The Financial Reporting Council (FRC)’s latest publication, “Proposed Reforms to the UK Corporate Governance Code”, is rather a waste of time. Changing an ineffectual and irrelevant code, even though at considerable expense to the tax payer, is hardly a matter of huge importance. And when the changes themselves are so slight they will have no impact at all on what is done, the significance is disappearingly small. But perhaps that was the intention.
Either way, Sir Christopher Hogg, midwife to the proposed “reforms”, was interviewed this morning (1.12.09) on the BBC’s Today programme and explained that the great virtue of the changes was in addressing how the spirit, rather than the letter, of the code should be adopted in Britain’s board-rooms. Lest anyone should imagine anything of significance was afoot, he hastened to point out that everything was just fine in corporate governance matters beyond the financial sector.

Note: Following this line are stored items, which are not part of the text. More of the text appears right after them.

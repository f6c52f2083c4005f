//! High-level notebook operations: archive, restore and HTML export.
//!
//! Each operation runs against a `Task` for progress and cancellation, and
//! returns a report on success. `describe_outcome` turns any operation result
//! into the message a front end shows the user.

pub mod archive;
pub mod export;
pub mod restore;
pub mod walk;

use crate::errors::BackupError;

// Re-export commonly used functions
pub use archive::{
    archive_notebook, default_archive_stem, unique_archive_path, ArchiveFormat, ArchiveReport,
};
pub use export::{export_notebook, relative_path, ExportReport};
pub use restore::{restore_notebook, RestoreMode, RestoreReport, RESTORE_WRITE_ERROR};
pub use walk::{count_files, walk_tree, TreeVisitor, WalkContext};

/// Which operation a result came from, for user-facing messages.
#[derive(Debug, Clone, Copy, PartialEq, Eq)]
pub enum OperationKind {
    Archive,
    Restore,
    Export,
}

impl OperationKind {
    fn success_message(self) -> &'static str {
        match self {
            OperationKind::Archive => "Notebook archived",
            OperationKind::Restore => "Notebook restored",
            OperationKind::Export => "Notebook exported",
        }
    }

    fn failure_context(self) -> &'static str {
        match self {
            OperationKind::Archive => "Error while archiving notebook",
            OperationKind::Restore => "Error restoring notebook",
            OperationKind::Export => "Error while exporting notebook",
        }
    }
}

/// How an operation ended, from the user's point of view.
#[derive(Debug, Clone, Copy, PartialEq, Eq)]
pub enum OutcomeStatus {
    Succeeded,
    /// The user aborted the task; not reported as an error.
    Canceled,
    Failed,
}

/// Status plus a human-readable message for a finished operation.
#[derive(Debug, Clone, PartialEq, Eq)]
pub struct OperationOutcome {
    pub status: OutcomeStatus,
    pub message: String,
}

/// Maps an operation result to the status and message shown to the user.
///
/// Failure messages have the form `"<context>:\n<error>"`, so the message of a
/// restore error is shown verbatim on its second line.
///
/// # Examples
///
/// ```
/// use notebook_archiver::errors::BackupError;
/// use notebook_archiver::ops::{describe_outcome, OperationKind, OutcomeStatus};
///
/// let outcome = describe_outcome(OperationKind::Restore, &Err::<(), _>(BackupError::Canceled));
/// assert_eq!(outcome.status, OutcomeStatus::Canceled);
/// ```
pub fn describe_outcome<T>(kind: OperationKind, result: &Result<T, BackupError>) -> OperationOutcome {
    match result {
        Ok(_) => OperationOutcome {
            status: OutcomeStatus::Succeeded,
            message: kind.success_message().to_string(),
        },
        Err(BackupError::Canceled) => OperationOutcome {
            status: OutcomeStatus::Canceled,
            message: String::new(),
        },
        Err(err) => OperationOutcome {
            status: OutcomeStatus::Failed,
            message: format!("{}:\n{}", kind.failure_context(), err),
        },
    }
}
//! Archive creation for notebooks.
//!
//! This module writes a notebook directory into a single compressed archive,
//! either a gzip tar (the default) or a deflate zip. The archive's top-level
//! entry is the notebook folder itself, so the archive can be restored under
//! any new notebook name.

use crate::constants::{TAR_GZ_EXTENSION, UNIQUE_NAME_SEPARATOR, ZIP_EXTENSION};
use crate::errors::BackupError;
use crate::notebook::Notebook;
use crate::ops::walk::{walk_tree, TreeVisitor, WalkContext};
use crate::task::{Task, TaskMessage};
use chrono::NaiveDate;
use flate2::write::GzEncoder;
use flate2::Compression;
use std::fmt;
use std::fs::{self, File, OpenOptions};
use std::io::{self, Read};
use std::path::{Component, Path, PathBuf};
use std::str::FromStr;
use std::time::{Duration, Instant};
use tracing::{debug, info, warn};
use zip::write::SimpleFileOptions;
use zip::{CompressionMethod, ZipWriter};

/// Container format of a notebook archive.
#[derive(Debug, Clone, Copy, PartialEq, Eq, Default)]
pub enum ArchiveFormat {
    /// Gzip-compressed tar stream (`.tar.gz`).
    #[default]
    TarGz,
    /// Deflate-compressed zip archive (`.zip`).
    Zip,
}

impl ArchiveFormat {
    /// File extension without the leading dot.
    pub fn extension(self) -> &'static str {
        match self {
            ArchiveFormat::TarGz => TAR_GZ_EXTENSION,
            ArchiveFormat::Zip => ZIP_EXTENSION,
        }
    }

    /// Identifies an archive by its leading magic bytes.
    ///
    /// Returns `Ok(None)` when the file is neither gzip nor zip.
    pub fn detect(path: &Path) -> io::Result<Option<Self>> {
        let mut magic = [0u8; 4];
        let mut file = File::open(path)?;
        let mut read = 0;
        while read < magic.len() {
            let n = file.read(&mut magic[read..])?;
            if n == 0 {
                break;
            }
            read += n;
        }

        let format = match &magic[..read] {
            [0x1f, 0x8b, ..] => Some(ArchiveFormat::TarGz),
            [b'P', b'K', 0x03, 0x04] | [b'P', b'K', 0x05, 0x06] => Some(ArchiveFormat::Zip),
            _ => None,
        };
        Ok(format)
    }
}

impl fmt::Display for ArchiveFormat {
    fn fmt(&self, f: &mut fmt::Formatter<'_>) -> fmt::Result {
        f.write_str(self.extension())
    }
}

impl FromStr for ArchiveFormat {
    type Err = String;

    fn from_str(s: &str) -> Result<Self, Self::Err> {
        match s.trim().trim_start_matches('.').to_ascii_lowercase().as_str() {
            "tar.gz" | "tgz" | "tar-gz" | "targz" => Ok(ArchiveFormat::TarGz),
            "zip" => Ok(ArchiveFormat::Zip),
            other => Err(format!(
                "unknown archive format '{}' (expected 'tar.gz' or 'zip')",
                other
            )),
        }
    }
}

/// Report of a completed archive operation.
#[derive(Debug, Clone)]
pub struct ArchiveReport {
    /// Path of the archive that was written
    pub archive_path: PathBuf,
    /// Container format of the archive
    pub format: ArchiveFormat,
    /// Number of regular files added to the archive
    pub files_archived: usize,
    /// Size of the archive in bytes
    pub archive_size: u64,
    /// BLAKE3 checksum of the archive file
    pub checksum: String,
    /// Duration taken to create the archive
    pub duration: Duration,
}

/// Archive writer for either container format.
enum ArchiveWriter {
    Tar(tar::Builder<GzEncoder<File>>),
    Zip(ZipWriter<File>),
}

impl ArchiveWriter {
    fn new(file: File, format: ArchiveFormat) -> Self {
        match format {
            ArchiveFormat::TarGz => {
                ArchiveWriter::Tar(tar::Builder::new(GzEncoder::new(file, Compression::default())))
            }
            ArchiveFormat::Zip => ArchiveWriter::Zip(ZipWriter::new(file)),
        }
    }

    fn zip_options() -> SimpleFileOptions {
        SimpleFileOptions::default().compression_method(CompressionMethod::Deflated)
    }

    /// Writes the trailing records and returns the underlying file.
    fn finish(self) -> io::Result<File> {
        match self {
            ArchiveWriter::Tar(builder) => builder.into_inner()?.finish(),
            ArchiveWriter::Zip(zip) => zip.finish().map_err(io::Error::from),
        }
    }
}

/// Zip entry names always use `/`, whatever the host separator.
fn zip_entry_name(relative: &Path) -> String {
    relative
        .components()
        .filter_map(|c| match c {
            Component::Normal(part) => Some(part.to_string_lossy().into_owned()),
            _ => None,
        })
        .collect::<Vec<_>>()
        .join("/")
}

impl TreeVisitor for ArchiveWriter {
    fn visit_dir(&mut self, source: &Path, relative: &Path) -> Result<(), BackupError> {
        debug!("Adding directory to archive: {:?}", relative);
        match self {
            ArchiveWriter::Tar(builder) => builder
                .append_dir(relative, source)
                .map_err(|e| BackupError::io(source, e)),
            ArchiveWriter::Zip(zip) => zip
                .add_directory(format!("{}/", zip_entry_name(relative)), Self::zip_options())
                .map_err(|e| BackupError::io(source, e.into())),
        }
    }

    fn visit_file(&mut self, source: &Path, relative: &Path) -> Result<(), BackupError> {
        debug!("Adding to archive: {:?}", relative);
        match self {
            ArchiveWriter::Tar(builder) => builder
                .append_path_with_name(source, relative)
                .map_err(|e| BackupError::io(source, e)),
            ArchiveWriter::Zip(zip) => {
                zip.start_file(zip_entry_name(relative), Self::zip_options())
                    .map_err(|e| BackupError::io(source, e.into()))?;
                let mut input = File::open(source).map_err(|e| BackupError::io(source, e))?;
                io::copy(&mut input, zip)
                    .map(|_| ())
                    .map_err(|e| BackupError::io(source, e))
            }
        }
    }
}

/// Archives a notebook into a new compressed file.
///
/// # Flow
///
/// 1. Refuse to overwrite an existing destination or to write the archive
///    inside the notebook it is archiving
/// 2. Save the notebook so pending edits are included
/// 3. Count the files under the notebook directory
/// 4. Walk the directory, adding each entry under `<notebook name>/...`
/// 5. Finalize the archive and checksum it
///
/// # Arguments
///
/// * `notebook` - The notebook to archive
/// * `destination` - Path of the archive file to create
/// * `format` - Container format to write
/// * `task` - Progress and cancellation handle
///
/// # Errors
///
/// Returns an error if:
/// - `destination` already exists (`AlreadyExists`)
/// - `destination` lies inside the notebook directory (`InvalidArgument`)
/// - The notebook cannot be saved (`SaveFailed`)
/// - The task is aborted (`Canceled`)
/// - Reading the notebook or writing the archive fails (`Io`)
///
/// On cancellation or failure after the archive file was created, the partial
/// archive is deleted before the error is returned.
pub fn archive_notebook<N: Notebook + ?Sized>(
    notebook: &N,
    destination: &Path,
    format: ArchiveFormat,
    task: &Task,
) -> Result<ArchiveReport, BackupError> {
    let start_time = Instant::now();
    let root = notebook.path();
    info!("Archiving notebook {:?} to {:?}", root, destination);

    if fs::symlink_metadata(destination).is_ok() {
        return Err(BackupError::AlreadyExists {
            path: destination.to_path_buf(),
        });
    }

    if is_inside(destination, root) {
        return Err(BackupError::InvalidArgument(format!(
            "cannot archive notebook {:?} into itself ({:?})",
            root, destination
        )));
    }

    notebook.save().map_err(BackupError::SaveFailed)?;

    let archive_root = root.file_name().map(PathBuf::from).ok_or_else(|| {
        BackupError::InvalidArgument(format!("notebook path {:?} has no folder name", root))
    })?;

    let file = OpenOptions::new()
        .write(true)
        .create_new(true)
        .open(destination)
        .map_err(|e| match e.kind() {
            io::ErrorKind::AlreadyExists => BackupError::AlreadyExists {
                path: destination.to_path_buf(),
            },
            _ => BackupError::io(destination, e),
        })?;

    let files_archived = match write_archive(file, root, &archive_root, destination, format, task)
    {
        Ok(count) => count,
        Err(err) => {
            if err.is_canceled() {
                info!("Archiving canceled, removing {:?}", destination);
            } else {
                warn!("Archiving failed, removing {:?}: {}", destination, err);
            }
            if let Err(remove_err) = fs::remove_file(destination) {
                warn!(
                    "Could not remove partial archive {:?}: {}",
                    destination, remove_err
                );
            }
            return Err(err);
        }
    };

    let (archive_size, checksum) = checksum_file(destination)?;
    task.finish();

    let duration = start_time.elapsed();
    info!(
        "Archive completed: {} files, {} bytes, {} ms",
        files_archived,
        archive_size,
        duration.as_millis()
    );

    Ok(ArchiveReport {
        archive_path: destination.to_path_buf(),
        format,
        files_archived,
        archive_size,
        checksum,
        duration,
    })
}

/// Whether the not-yet-existing file `path` would land under directory `dir`.
///
/// Both sides are resolved through the filesystem, so relative paths and
/// symlinked parents compare correctly. Unresolvable paths are not inside.
fn is_inside(path: &Path, dir: &Path) -> bool {
    let parent = match path.parent() {
        Some(parent) if !parent.as_os_str().is_empty() => parent,
        _ => Path::new("."),
    };
    match (fs::canonicalize(parent), fs::canonicalize(dir), path.file_name()) {
        (Ok(parent), Ok(dir), Some(name)) => parent.join(name).starts_with(dir),
        _ => false,
    }
}

fn write_archive(
    file: File,
    root: &Path,
    archive_root: &Path,
    destination: &Path,
    format: ArchiveFormat,
    task: &Task,
) -> Result<usize, BackupError> {
    let mut writer = ArchiveWriter::new(file, format);

    let mut ctx = WalkContext::counted(task, root)?;
    debug!("Found {} files to archive", ctx.total());
    task.set_message(TaskMessage::Text(format!(
        "Archiving {} files...",
        ctx.total()
    )));

    walk_tree(root, archive_root, &mut ctx, &mut writer)?;

    task.set_message(TaskMessage::Text("Closing archive...".to_string()));
    task.set_message(TaskMessage::Detail(String::new()));

    let file = writer
        .finish()
        .map_err(|e| BackupError::io(destination, e))?;
    file.sync_all()
        .map_err(|e| BackupError::io(destination, e))?;

    Ok(ctx.done())
}

fn checksum_file(path: &Path) -> Result<(u64, String), BackupError> {
    let mut file = File::open(path).map_err(|e| BackupError::io(path, e))?;
    let mut hasher = blake3::Hasher::new();
    let size = io::copy(&mut file, &mut hasher).map_err(|e| BackupError::io(path, e))?;
    Ok((size, hasher.finalize().to_hex().to_string()))
}

/// Default archive stem for a notebook: `<name>-YYYY-MM-DD`.
pub fn default_archive_stem(notebook_name: &str, date: NaiveDate) -> String {
    format!("{}-{}", notebook_name, date.format("%Y-%m-%d"))
}

/// Returns `dir/stem.<ext>`, or the first free `dir/stem.N.<ext>` from N = 2.
///
/// # Examples
///
/// ```
/// use notebook_archiver::ops::{unique_archive_path, ArchiveFormat};
/// use std::path::Path;
///
/// let dir = tempfile::tempdir().unwrap();
/// let first = unique_archive_path(dir.path(), "notes", ArchiveFormat::TarGz);
/// assert_eq!(first, dir.path().join("notes.tar.gz"));
///
/// std::fs::write(&first, b"").unwrap();
/// let second = unique_archive_path(dir.path(), "notes", ArchiveFormat::TarGz);
/// assert_eq!(second, dir.path().join("notes.2.tar.gz"));
/// ```
pub fn unique_archive_path(dir: &Path, stem: &str, format: ArchiveFormat) -> PathBuf {
    let ext = format.extension();
    let candidate = dir.join(format!("{}.{}", stem, ext));
    if fs::symlink_metadata(&candidate).is_err() {
        return candidate;
    }
    (2u32..)
        .map(|n| dir.join(format!("{}{}{}.{}", stem, UNIQUE_NAME_SEPARATOR, n, ext)))
        .find(|path| fs::symlink_metadata(path).is_err())
        .unwrap_or(candidate)
}
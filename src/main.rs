/*!
# notebook-archiver

Command-line front end for backing up, restoring and exporting notebooks.

## Usage

```text
notebook-archiver [OPTIONS] <COMMAND>

Commands:
  archive  Archive a notebook into a single compressed file
  restore  Restore a notebook from an archive
  export   Export a notebook as a browsable HTML tree

Options:
  -v, --verbose                  Print verbose output
      --log-format <LOG_FORMAT>  Log line format: text or json [default: text]
  -q, --quiet                    Do not draw a progress line
```

## Configuration

- `NBARCHIVE_DIR`: Directory for archives created without an explicit output path
- `NBARCHIVE_FORMAT`: Default archive format (`tar.gz` or `zip`)

Each operation runs on a worker thread while the main thread polls its task
and draws progress on stderr. Ctrl-C aborts the task: the worker removes any
partial archive or staging directory before the process exits.
*/

use chrono::Local;
use notebook_archiver::cli::{cancel_on_interrupt, wait_with_progress, CliArgs, Command};
use notebook_archiver::config::Config;
use notebook_archiver::errors::AppResult;
use notebook_archiver::logging;
use notebook_archiver::notebook::{FsNotebook, Notebook};
use notebook_archiver::ops::{
    self, default_archive_stem, describe_outcome, unique_archive_path, ArchiveFormat,
    OperationKind, OperationOutcome, OutcomeStatus, RestoreMode,
};
use notebook_archiver::task::{self, Task};
use std::fs;
use std::path::PathBuf;
use std::process::ExitCode;
use std::sync::Arc;
use tracing::{debug, error, info, warn};

fn main() -> ExitCode {
    let args = CliArgs::parse();

    if let Err(err) = logging::init_logging(args.verbose, args.log_format) {
        eprintln!("{}", err);
    }
    debug!("CLI arguments: {:?}", args);

    match run(args) {
        Ok(outcome) => match outcome.status {
            OutcomeStatus::Succeeded => {
                println!("{}", outcome.message);
                ExitCode::SUCCESS
            }
            OutcomeStatus::Canceled => {
                info!("Operation canceled");
                ExitCode::SUCCESS
            }
            OutcomeStatus::Failed => {
                eprintln!("{}", outcome.message);
                ExitCode::FAILURE
            }
        },
        Err(err) => {
            error!("{}", err);
            eprintln!("Error: {}", err);
            ExitCode::FAILURE
        }
    }
}

/// Runs the selected command and describes how it ended.
///
/// Errors returned here happen before the operation starts (configuration,
/// opening the notebook); errors from the operation itself are folded into the
/// returned outcome.
fn run(args: CliArgs) -> AppResult<OperationOutcome> {
    let quiet = args.quiet;
    let shared = Arc::new(Task::new());
    if let Err(err) = cancel_on_interrupt(Arc::clone(&shared)) {
        warn!("{}; Ctrl-C will not clean up", err);
    }

    match args.command {
        Command::Archive {
            notebook,
            output,
            format,
        } => {
            let config = Config::load()?;
            let notebook = FsNotebook::open(&notebook)?;
            let format = format.unwrap_or(config.archive_format);
            let output = match output {
                Some(path) => with_default_extension(path, format),
                None => default_output(&config, &notebook, format)?,
            };
            info!("Archiving to {:?}", output);

            let handle = task::spawn(Arc::clone(&shared), move |task| {
                ops::archive_notebook(&notebook, &output, format, task)
            });
            let result = wait_with_progress(&shared, handle, quiet);
            if let Ok(report) = &result {
                println!(
                    "{} ({} files, {} bytes, blake3 {})",
                    report.archive_path.display(),
                    report.files_archived,
                    report.archive_size,
                    report.checksum
                );
            }
            Ok(describe_outcome(OperationKind::Archive, &result))
        }

        Command::Restore {
            archive,
            destination,
            into,
        } => {
            let mode = if into {
                RestoreMode::Into
            } else {
                RestoreMode::Rename
            };
            let handle = task::spawn(Arc::clone(&shared), move |task| {
                ops::restore_notebook(&archive, &destination, mode, task)
            });
            let result = wait_with_progress(&shared, handle, quiet);
            if let Ok(report) = &result {
                println!("{}", report.restored_path.display());
            }
            Ok(describe_outcome(OperationKind::Restore, &result))
        }

        Command::Export {
            notebook,
            destination,
        } => {
            let notebook = FsNotebook::open(&notebook)?;
            let handle = task::spawn(Arc::clone(&shared), move |task| {
                ops::export_notebook(&notebook, &destination, task)
            });
            let result = wait_with_progress(&shared, handle, quiet);
            if let Ok(report) = &result {
                println!(
                    "{} ({} notes, {} pages copied unchanged)",
                    report.export_path.display(),
                    report.nodes_exported,
                    report.pages_copied
                );
            }
            Ok(describe_outcome(OperationKind::Export, &result))
        }
    }
}

/// Appends the format's extension when the file name has none at all.
fn with_default_extension(path: PathBuf, format: ArchiveFormat) -> PathBuf {
    let has_dot = path
        .file_name()
        .map(|name| name.to_string_lossy().contains('.'))
        .unwrap_or(true);
    if has_dot {
        path
    } else {
        let mut name = path.into_os_string();
        name.push(".");
        name.push(format.extension());
        PathBuf::from(name)
    }
}

fn default_output(
    config: &Config,
    notebook: &FsNotebook,
    format: ArchiveFormat,
) -> AppResult<PathBuf> {
    config.validate()?;
    fs::create_dir_all(&config.archive_dir)?;
    let name = notebook
        .path()
        .file_name()
        .map(|n| n.to_string_lossy().into_owned())
        .unwrap_or_else(|| "notebook".to_string());
    let stem = default_archive_stem(&name, Local::now().date_naive());
    Ok(unique_archive_path(&config.archive_dir, &stem, format))
}
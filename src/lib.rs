#![recursion_limit = "512"]

#[cfg(any(feature = "ssr", feature = "hydrate"))]
pub mod app;
pub mod projects;
pub mod tracker;

#[cfg(feature = "hydrate")]
#[wasm_bindgen::prelude::wasm_bindgen]
pub fn hydrate() {
    use crate::app::*;
    console_error_panic_hook::set_once();
    let _ = console_log::init_with_level(log::Level::Info);
    leptos::mount::hydrate_body(App);
}
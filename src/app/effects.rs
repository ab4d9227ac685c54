use leptos::prelude::*;

#[cfg(feature = "hydrate")]
use gloo_timers::callback::Interval;

/// Milliseconds between scramble re-rolls.
#[cfg(feature = "hydrate")]
const SCRAMBLE_TICK_MS: u32 = 50;

/// Reveal runs slightly ahead of elapsed time so word reveals overlap
/// instead of ticking over one at a time.
const REVEAL_OVERSHOOT: f64 = 1.2;

#[cfg(feature = "hydrate")]
const SCRAMBLE_CHARSET: &[u8] =
    b"ABCDEFGHIJKLMNOPQRSTUVWXYZabcdefghijklmnopqrstuvwxyz0123456789!@#$%^&*()_+-=[]{}|;:,./<>?";

/// How many words are revealed at `elapsed_ms` into a run of `duration_ms`.
#[cfg_attr(not(feature = "hydrate"), allow(dead_code))]
fn revealed_words(elapsed_ms: f64, duration_ms: f64, total: usize) -> usize {
    if duration_ms <= 0.0 {
        return total;
    }
    let progress = (elapsed_ms / duration_ms).clamp(0.0, 1.0);
    if progress >= 1.0 {
        return total;
    }
    ((progress * total as f64 * REVEAL_OVERSHOOT) as usize).min(total)
}

#[cfg(feature = "hydrate")]
fn scrambled(len: usize) -> String {
    (0..len)
        .map(|_| {
            let roll = (js_sys::Math::random() * SCRAMBLE_CHARSET.len() as f64) as usize;
            SCRAMBLE_CHARSET[roll.min(SCRAMBLE_CHARSET.len() - 1)] as char
        })
        .collect()
}

/// Decryption effect: words start scrambled and resolve left-to-right over
/// `duration_ms`. Server-rendered output is the plain text, so the page
/// reads fine before (or without) hydration; the client swaps in the
/// scramble on mount. The interval handle is owned by the component and
/// dropped on unmount, so a tick can never fire against a gone view.
#[component]
pub fn DecryptedText(
    text: &'static str,
    #[prop(default = 2000.0)] duration_ms: f64,
) -> impl IntoView {
    let words: Vec<String> = text.split_whitespace().map(str::to_string).collect();
    let (display, set_display) = signal(
        words
            .iter()
            .map(|w| (w.clone(), true))
            .collect::<Vec<(String, bool)>>(),
    );

    #[cfg(feature = "hydrate")]
    {
        let words = StoredValue::new(words);
        let handle = StoredValue::new_local(None::<Interval>);
        let (finished, set_finished) = signal(false);

        Effect::new(move |_| {
            let start = js_sys::Date::now();
            let interval = Interval::new(SCRAMBLE_TICK_MS, move || {
                if finished.get_untracked() {
                    return;
                }
                let elapsed = js_sys::Date::now() - start;
                words.with_value(|words| {
                    let reveal = revealed_words(elapsed, duration_ms, words.len());
                    set_display(
                        words
                            .iter()
                            .enumerate()
                            .map(|(i, w)| {
                                if i < reveal {
                                    (w.clone(), true)
                                } else {
                                    (scrambled(w.chars().count()), false)
                                }
                            })
                            .collect(),
                    );
                    if reveal == words.len() {
                        set_finished(true);
                    }
                });
            });
            handle.update_value(|h| *h = Some(interval));
        });

        // The interval can't drop itself mid-tick, so cancellation runs in
        // a queued effect once the run completes (or on unmount below).
        Effect::new(move |_| {
            if finished.get() {
                handle.update_value(|h| {
                    h.take();
                });
            }
        });
        on_cleanup(move || {
            handle.update_value(|h| {
                h.take();
            });
        });
    }
    #[cfg(not(feature = "hydrate"))]
    let _ = duration_ms;

    view! {
        <span class="decrypted-text">
            {move || {
                display
                    .get()
                    .into_iter()
                    .map(|(word, resolved)| {
                        view! {
                            <span class=move || {
                                if resolved { "decrypted-word" } else { "decrypted-word scrambling" }
                            }>{word}</span>
                        }
                    })
                    .collect_view()
            }}
        </span>
    }
}

/// Letter-by-letter reveal for headings. The stagger is pure CSS: each
/// letter gets its own `animation-delay`, so there is no timeline to cancel.
#[component]
pub fn SplitText(
    text: &'static str,
    #[prop(optional)] delay_ms: u32,
    #[prop(optional, into)] class: String,
) -> impl IntoView {
    const STAGGER_MS: u32 = 40;

    view! {
        <span class=format!("split-text {class}")>
            {text
                .chars()
                .enumerate()
                .map(|(i, letter)| {
                    let delay = delay_ms + i as u32 * STAGGER_MS;
                    // Keep spaces from collapsing between inline-block spans.
                    let letter = if letter == ' ' { '\u{a0}' } else { letter };
                    view! {
                        <span
                            class="split-letter"
                            style:animation-delay=format!("{delay}ms")
                        >
                            {letter.to_string()}
                        </span>
                    }
                })
                .collect_view()}
        </span>
    }
}

#[cfg(test)]
mod tests {
    use super::*;

    #[test]
    fn nothing_revealed_at_start() {
        assert_eq!(revealed_words(0.0, 2000.0, 10), 0);
    }

    #[test]
    fn everything_revealed_at_and_past_duration() {
        assert_eq!(revealed_words(2000.0, 2000.0, 10), 10);
        assert_eq!(revealed_words(5000.0, 2000.0, 10), 10);
    }

    #[test]
    fn overshoot_reveals_ahead_of_linear_progress() {
        // Halfway in, 1.2 overshoot puts 6 of 10 words through.
        assert_eq!(revealed_words(1000.0, 2000.0, 10), 6);
    }

    #[test]
    fn reveal_count_never_exceeds_total() {
        for elapsed in [0, 500, 1000, 1500, 1900, 2000] {
            assert!(revealed_words(elapsed as f64, 2000.0, 4) <= 4);
        }
    }

    #[test]
    fn degenerate_duration_reveals_immediately() {
        assert_eq!(revealed_words(0.0, 0.0, 3), 3);
    }
}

The purpose of the code is stated as ‘to promote high standards of corporate governance’ and thus help ‘a board discharge its duties in the best interests of shareholders.’ Sir Christopher and colleagues acknowledge that the “comply or explain” approach, which they avidly pursue rather than regulation, ‘will only work well if there is effective engagement between companies and shareholders.’ This is a problem, since in many highly strategic situations, such as mergers and takeovers, the interests of companies and shareholders do not coincide and may be in fundamental conflict.
The code is not overly concerned with stakeholder interests other than those of shareholders. Under Sir Christopher Hogg’s leadership, it appears to have become fully Friedmanite in its rejection of any other social responsibility than to (quoting Friedman) ‘make as much money as possible for stockholders’. ‘The Rise and Fall of Management’ discusses how this is clearly in breach of the law, even if reflecting and further consolidating widespread custom and practice.
All the sensible stuff in the code about the roles, duties and election of chairmen and non–executive directors is drowned in this sea of irrelevance. The FRC itself expresses concern that ‘too many companies, investors and their respective advisors pay more attention to the detailed provisions of the Code than they do to its high level principles.’ What a surprise!
Behaviour sanctioned, if not enthusiastically approved, by the code will continue to include the extraction of value from companies making and supplying goods and services in the real economy, and the paying of that value over to those ‘investors’ who saw the opportunity of a quick killing for their clients. And themselves.